FORT VERMILION, Alta. — As the northern Alberta Chuckegg Creek wildfire continues to burn out of control forcing the evacuation of High Level and surrounding area, the neighbouring community of Fort Vermilion has become respite for evacuees not able to travel farther south.

Fort Vermilion — a hamlet with a population just over 700 located about 100 kilometres east of High Level and 864 kilometres north of Edmonton — first welcomed evacuees on Monday but faced difficulties with power and supplies.

When evacuation orders then came on Tuesday for communities of the nearby Dene Tha’ First Nation, the hamlet swung open the doors of the local recreation centre to allow those evacuees to stay closer to home.

“For some elders this is the longest they’ve ever been away from Chateh,” said Lacey Lizotte, a volunteer at the reception centre, who Friday morning had just finished a near 24-hour shift.

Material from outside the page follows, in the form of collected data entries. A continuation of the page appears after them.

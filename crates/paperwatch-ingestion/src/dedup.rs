//! Deduplication of fetched records into canonical-keyed papers.
//!
//! Merging is commutative and associative: display fields come from the
//! record that is minimal under a total preference order, so the result is
//! identical for any permutation of the input.

use std::collections::HashMap;
use tracing::warn;

use paperwatch_common::{CanonicalKey, PaperRecord};

#[derive(Debug, Default)]
pub struct DedupOutcome {
    pub papers: HashMap<CanonicalKey, PaperRecord>,
    /// Records too malformed to key (no DOI and no title/author fallback).
    pub skipped: usize,
}

/// Collapse a collection of possibly-duplicated records to one per key.
pub fn dedup(records: Vec<PaperRecord>) -> DedupOutcome {
    let mut outcome = DedupOutcome::default();
    for record in records {
        let Some(key) = CanonicalKey::for_record(&record) else {
            warn!(source = record.source.as_str(), "Skipping unkeyable record");
            outcome.skipped += 1;
            continue;
        };
        match outcome.papers.remove(&key) {
            None => {
                outcome.papers.insert(key, record);
            }
            Some(existing) => {
                outcome.papers.insert(key, merge(existing, record));
            }
        }
    }
    outcome
}

/// Total preference order for display fields: peer-reviewed sources first,
/// then a lexicographic tie-break so equal-rank merges stay deterministic.
fn preferred_first(a: PaperRecord, b: PaperRecord) -> (PaperRecord, PaperRecord) {
    let key_of = |r: &PaperRecord| {
        (
            r.source.display_rank(),
            r.title.clone(),
            r.journal.clone(),
            r.abstract_text.clone(),
            r.url.clone(),
        )
    };
    if key_of(&a) <= key_of(&b) {
        (a, b)
    } else {
        (b, a)
    }
}

/// Merge two records that share a canonical key.
///
/// Display fields (title, abstract, journal, url, source) come from the
/// preferred record; authors are unioned with the preferred record's order
/// first; the earliest observed publication date wins.
fn merge(a: PaperRecord, b: PaperRecord) -> PaperRecord {
    let (mut primary, secondary) = preferred_first(a, b);

    // Union authors, preserving primary order, case-insensitive identity.
    let known: Vec<String> = primary.authors.iter().map(|a| a.to_lowercase()).collect();
    for author in secondary.authors {
        if !known.contains(&author.to_lowercase()) {
            primary.authors.push(author);
        }
    }

    primary.published = match (primary.published, secondary.published) {
        (Some(a), Some(b)) => Some(a.min(b)),
        (a, b) => a.or(b),
    };
    if primary.doi.is_none() {
        primary.doi = secondary.doi;
    }
    if primary.abstract_text.is_empty() {
        primary.abstract_text = secondary.abstract_text;
    }
    if primary.url.is_empty() {
        primary.url = secondary.url;
    }

    primary
}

Lizotte, a teacher and missionary, said helping others is nothing new to her or her community. She’s been helping to make sure evacuees have food, a place to sleep and medication.

“Volunteers and evacuees are getting through this with humour and lightheartedness and it’s been beautiful to witness,” said Lizotte.

“It seems like friends have been made here between locals and displaced members.”

To keep morale high, the community has organized musical acts in the afternoons and evenings to keep evacuees entertained.

“The resilience is incredible,” said Lizotte, whose brother Lance has also been pitching in to help out.

Anyone who can is offering up space for evacuees, he said.

“A lot of houses you’ll see like 10 vehicles there,” said Lance Lizotte. “The closer ties, a lot of family, a lot of friends.”

Locals are also donating what they can to help out. The reception centre issued a request for baby supplies and toiletries on Tuesday night and a call for boys and men’s clothing, hairbrushes and Q-tips Friday morning.

Fire crews, meanwhile, are keeping the out-of-control Chuckegg Creek fire from encroaching further on High Level, where the blaze has grown to over 97,000 hectares. High Level Mayor Crystal McAteer on Thursday said the nearly 5,000 evacuees need financial help in the face of the ongoing “very real” danger.